Physical evidence for the coseismic surface uplift of Crete is preserved around much of the northwestern to southwestern coastline in the form of an uplifted and tilted Holocene shoreline, or bioerosion notch, first reported by Spratt (1865) and examined by many others (e.g. Thommeret et al., 1981), that exists today between 0 and 9 m asl. The presence of this uplifted shoreline constitutes the critical data set utilized in published interpretations suggesting that the AD 365 earthquake nucleated along the subduction interface or on a steeply-dipping splay thrust. Most attribute the maximum 9 m of Holocene shoreline uplift to a single massive earthquake with an epicenter located several tens of km off the SW point of Crete; although this structure has yet to be recognized in the submarine geology south of Crete. Critical to the thrust source model for the AD 365 earthquake is the assumption that much if not all of the up to 9m of uplift recorded in the geometry of the uplifted Holocene shoreline occurred during a single event, and that the magnitude of coseismic uplift is too large for uplift on the footwall of a normal fault due to standard fault-scaling relationships.

We performed a reassessment of all available radiocarbon dates reported in the literature from calcareous marine invertebrates collected from below the maximum elevation of the uplifted “AD 365” shoreline (n > 50) from the northwest, west, and southwest coast of Crete. Radiocarbon ages were corrected for isotopic fractionation and the marine reservoir effect prior to calibration with the Marine09 calibration curve using Calib 6.0 calibration software (Reimer et al., 2009). We find that sessile organisms (e.g. solitary corals, bryozoa, and vermitids) sampled from 0 to 0.3 m below the maximum elevation of the Holocene bioerosion notch consistently provide 2-sigma calibrated ages that are statistically older than samples from 3 to 4.5 m below the maximum elevation of the bioerosion notch at a given locality. For example, at Phalarsana on the west Coast of Crete (where the prominent Holocene bioerosion notch is at 6.6 m above sea level, we find that the weighted means of the “high” and “low” samples (n = 16) are AD 139 ± 112 and AD 422 ± 52, suggesting that there at least two uplift events accounting for the 6.6 m of uplift. An earlier uplift event at Phalarsana, perhaps during the period 64 to 66 AD, is consistent with the geoarchaeologic and sedimentologic evidence indicating rapid sea level fall and evidence for a tsunami as preserved in deposits associated with the uplifted Roman harbor here (e.g. Dominey-Howes et al., 1998).

Wegmann (2008) documented secular Late Pleistocene rock uplift rates from marine terraces from southwester Crete of 1 to 2 mm/yr.
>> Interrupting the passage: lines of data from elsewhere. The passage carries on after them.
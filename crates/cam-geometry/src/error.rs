//! Error taxonomy for the CAM geometry core (spec §7).

use thiserror::Error;

/// Result type returned by every fallible CAM geometry operation.
pub type CamResult<T> = Result<T, CamGeometryError>;

/// Errors the CAM geometry core can raise.
///
/// `InvalidPrimitive` is filtered at ingestion (the bad primitive is
/// dropped with a warning, not propagated) — see [`crate::primitives::validate`].
/// `ScaleOverflow`, `EngineMissingFunction`, and `SolverUnavailable` abort the
/// current operation. `OffsetDegenerate` is returned as an empty result, not
/// raised as an error, by `generate_offset` (see §7); the variant still
/// exists here so intermediate helpers can propagate it with `?` before the
/// engine turns it into an empty, non-error result.
#[derive(Error, Debug)]
pub enum CamGeometryError {
    #[error("invalid primitive: {0}")]
    InvalidPrimitive(String),

    #[error("integer scale overflow at scale factor {scale}: coordinate {value} out of range")]
    ScaleOverflow { scale: i64, value: f64 },

    #[error("engine missing function: {0}")]
    EngineMissingFunction(String),

    #[error("offset degenerate: all rings collapsed")]
    OffsetDegenerate,

    #[error("solver unavailable: {0}")]
    SolverUnavailable(String),

    #[error("invalid engine configuration: {0}")]
    InvalidConfig(String),
}

/// A non-fatal finding accumulated during a call and returned alongside its
/// result (spec §7: "All warnings are accumulated per-call and returned
/// alongside the result").
#[derive(Debug, Clone, PartialEq, serde::Serialize, serde::Deserialize, ts_rs::TS)]
#[ts(export)]
pub enum Warning {
    /// A primitive was dropped at ingestion for failing validation.
    InvalidPrimitiveDropped { reason: String },
    /// The tangency epsilon was out of range and has been clamped.
    TangencyEpsilonClamped { requested: f64, clamped: f64 },
    /// An analytic offset candidate referenced a curve id no longer in the
    /// registry; it fell through to polygonal handling (spec §4.E.4).
    StaleRegistryId { curve_id: u64 },
    /// A primitive's bounds exceeded `EngineConfig::max_coordinate`; it was
    /// still fused, just flagged (spec §6 "primitives with bounds beyond
    /// this are warned").
    CoordinateBoundsExceeded { coordinate: f64, max_coordinate: f64 },
}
Combining the secular uplift rate with estimates of late Holocene sea level rise (c. 0.25 m) in the eastern Mediterranean since AD 365 reduces the amount of coseismic uplift recorded in the uplifted Holocene shoreline from a maximum of 9 m to 5.5 to 7.2 m.

The western Crete escarpment rises precipitously over 6,000 m from the floor West Cretan trough (WCT; -3600 m) to the summit of the Lefka Ori (2454 m). The 175 km long escarpment extends west from the eastern end of the Mesara graben to its intersection with the Ionian trough. The WCT is the underfilled-offshore continuation of the actively extending Mesara graben (e.g. Becker et al.., 2010), with the southwest coastline of Crete and its uplifted Holocene shoreline embedded in the uplifting footwall of a large S-down normal fault(s).
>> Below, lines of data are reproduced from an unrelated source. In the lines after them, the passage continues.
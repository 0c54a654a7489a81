//! Kernel-agnostic 2D geometry: points, vectors, axis-aligned bounds.
//!
//! Every CAM primitive, tessellated ring, and offset result is built from
//! these. Nothing here knows about polarity, winding hierarchy, or curve
//! registration — that's `cam-geometry`'s job.

use serde::{Deserialize, Serialize};
use ts_rs::TS;

/// A point or free vector in the plane.
#[derive(Debug, Clone, Copy, PartialEq, Serialize, Deserialize, TS, Default)]
#[ts(export)]
pub struct Point {
    pub x: f64,
    pub y: f64,
}

impl Point {
    pub const ZERO: Self = Self { x: 0.0, y: 0.0 };

    pub fn new(x: f64, y: f64) -> Self {
        Self { x, y }
    }

    pub fn dot(&self, other: &Self) -> f64 {
        self.x * other.x + self.y * other.y
    }

    /// Z-component of the 3D cross product of two planar vectors; positive
    /// when `other` is counter-clockwise from `self`.
    pub fn cross(&self, other: &Self) -> f64 {
        self.x * other.y - self.y * other.x
    }

    pub fn length(&self) -> f64 {
        self.dot(self).sqrt()
    }

    pub fn distance_to(&self, other: &Self) -> f64 {
        (*self - *other).length()
    }

    pub fn normalize(&self) -> Self {
        let len = self.length();
        if len > 1e-10 {
            Self {
                x: self.x / len,
                y: self.y / len,
            }
        } else {
            *self
        }
    }

    /// The vector rotated 90 degrees counter-clockwise.
    pub fn perpendicular(&self) -> Self {
        Self::new(-self.y, self.x)
    }

    pub fn angle(&self) -> f64 {
        self.y.atan2(self.x)
    }

    pub fn from_polar(center: Point, radius: f64, angle: f64) -> Self {
        Self::new(center.x + radius * angle.cos(), center.y + radius * angle.sin())
    }

    pub fn is_finite(&self) -> bool {
        self.x.is_finite() && self.y.is_finite()
    }

    pub fn lerp(&self, other: &Self, t: f64) -> Self {
        Self::new(self.x + (other.x - self.x) * t, self.y + (other.y - self.y) * t)
    }
}

impl std::ops::Add for Point {
    type Output = Point;
    fn add(self, rhs: Point) -> Point {
        Point::new(self.x + rhs.x, self.y + rhs.y)
    }
}

impl std::ops::Sub for Point {
    type Output = Point;
    fn sub(self, rhs: Point) -> Point {
        Point::new(self.x - rhs.x, self.y - rhs.y)
    }
}

impl std::ops::Mul<f64> for Point {
    type Output = Point;
    fn mul(self, rhs: f64) -> Point {
        Point::new(self.x * rhs, self.y * rhs)
    }
}

impl std::ops::Neg for Point {
    type Output = Point;
    fn neg(self) -> Point {
        Point::new(-self.x, -self.y)
    }
}

/// An axis-aligned bounding rectangle.
#[derive(Debug, Clone, Copy, PartialEq, Serialize, Deserialize, TS)]
#[ts(export)]
pub struct BoundingBox {
    pub min: Point,
    pub max: Point,
}

impl BoundingBox {
    pub fn new(min: Point, max: Point) -> Self {
        Self { min, max }
    }

    pub fn from_points(points: impl IntoIterator<Item = Point>) -> Option<Self> {
        let mut iter = points.into_iter();
        let first = iter.next()?;
        let mut bbox = Self::new(first, first);
        for p in iter {
            bbox.extend(p);
        }
        Some(bbox)
    }

    pub fn extend(&mut self, p: Point) {
        self.min.x = self.min.x.min(p.x);
        self.min.y = self.min.y.min(p.y);
        self.max.x = self.max.x.max(p.x);
        self.max.y = self.max.y.max(p.y);
    }

    pub fn union(&self, other: &Self) -> Self {
        Self::new(
            Point::new(self.min.x.min(other.min.x), self.min.y.min(other.min.y)),
            Point::new(self.max.x.max(other.max.x), self.max.y.max(other.max.y)),
        )
    }

    pub fn center(&self) -> Point {
        Point::new((self.min.x + self.max.x) / 2.0, (self.min.y + self.max.y) / 2.0)
    }

    pub fn width(&self) -> f64 {
        self.max.x - self.min.x
    }

    pub fn height(&self) -> f64 {
        self.max.y - self.min.y
    }

    pub fn expand(&self, margin: f64) -> Self {
        Self::new(
            Point::new(self.min.x - margin, self.min.y - margin),
            Point::new(self.max.x + margin, self.max.y + margin),
        )
    }

    pub fn is_finite(&self) -> bool {
        self.min.is_finite() && self.max.is_finite()
    }

    /// Largest absolute coordinate magnitude reachable within this box,
    /// used by the coordinate-bounds validator (spec P9).
    pub fn max_abs_coordinate(&self) -> f64 {
        [self.min.x, self.min.y, self.max.x, self.max.y]
            .into_iter()
            .fold(0.0_f64, |acc, v| acc.max(v.abs()))
    }
}

/// Signed area of a closed ring via the shoelace formula. Positive for
/// counter-clockwise rings, negative for clockwise.
pub fn signed_area(ring: &[Point]) -> f64 {
    if ring.len() < 3 {
        return 0.0;
    }
    let mut sum = 0.0;
    for i in 0..ring.len() {
        let a = ring[i];
        let b = ring[(i + 1) % ring.len()];
        sum += a.x * b.y - b.x * a.y;
    }
    sum / 2.0
}

/// Winding direction of a ring, derived from its signed area (spec §3.2).
#[derive(Debug, Clone, Copy, PartialEq, Eq, Serialize, Deserialize, TS)]
#[ts(export)]
pub enum Winding {
    CounterClockwise,
    Clockwise,
}

impl Winding {
    pub fn of(ring: &[Point]) -> Self {
        if signed_area(ring) >= 0.0 {
            Winding::CounterClockwise
        } else {
            Winding::Clockwise
        }
    }

    pub fn is_ccw(self) -> bool {
        matches!(self, Winding::CounterClockwise)
    }
}

/// Reverse `ring` in place if it does not match `target` winding.
pub fn normalize_winding(ring: &mut Vec<Point>, target: Winding) {
    if Winding::of(ring) != target {
        ring.reverse();
    }
}

#[cfg(test)]
mod tests {
    use super::*;

    #[test]
    fn ccw_square_has_positive_area() {
        let ring = vec![
            Point::new(0.0, 0.0),
            Point::new(1.0, 0.0),
            Point::new(1.0, 1.0),
            Point::new(0.0, 1.0),
        ];
        assert!(signed_area(&ring) > 0.0);
        assert_eq!(Winding::of(&ring), Winding::CounterClockwise);
    }

    #[test]
    fn cw_square_has_negative_area() {
        let ring = vec![
            Point::new(0.0, 0.0),
            Point::new(0.0, 1.0),
            Point::new(1.0, 1.0),
            Point::new(1.0, 0.0),
        ];
        assert!(signed_area(&ring) < 0.0);
        assert_eq!(Winding::of(&ring), Winding::Clockwise);
    }

    #[test]
    fn normalize_winding_reverses_when_needed() {
        let mut ring = vec![
            Point::new(0.0, 0.0),
            Point::new(0.0, 1.0),
            Point::new(1.0, 1.0),
            Point::new(1.0, 0.0),
        ];
        normalize_winding(&mut ring, Winding::CounterClockwise);
        assert_eq!(Winding::of(&ring), Winding::CounterClockwise);
    }

    #[test]
    fn perpendicular_is_90_degrees_ccw() {
        let v = Point::new(1.0, 0.0);
        let p = v.perpendicular();
        assert!((p.x - 0.0).abs() < 1e-10);
        assert!((p.y - 1.0).abs() < 1e-10);
    }

    #[test]
    fn bounding_box_from_points() {
        let pts = vec![Point::new(-1.0, 2.0), Point::new(3.0, -4.0)];
        let bbox = BoundingBox::from_points(pts).unwrap();
        assert_eq!(bbox.min, Point::new(-1.0, -4.0));
        assert_eq!(bbox.max, Point::new(3.0, 2.0));
    }
}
Available data provides evidence supporting the idea that tsunamigenic large historic earthquakes, including AD 365 event, may have nucleated within the upper plate along high-angle normal faults embedded in a zone of rapid rock uplift and left-lateral transtension and that the AD 365 event was likely not as large, in terms of absolute vertical surface uplift or magnitude as previously reported.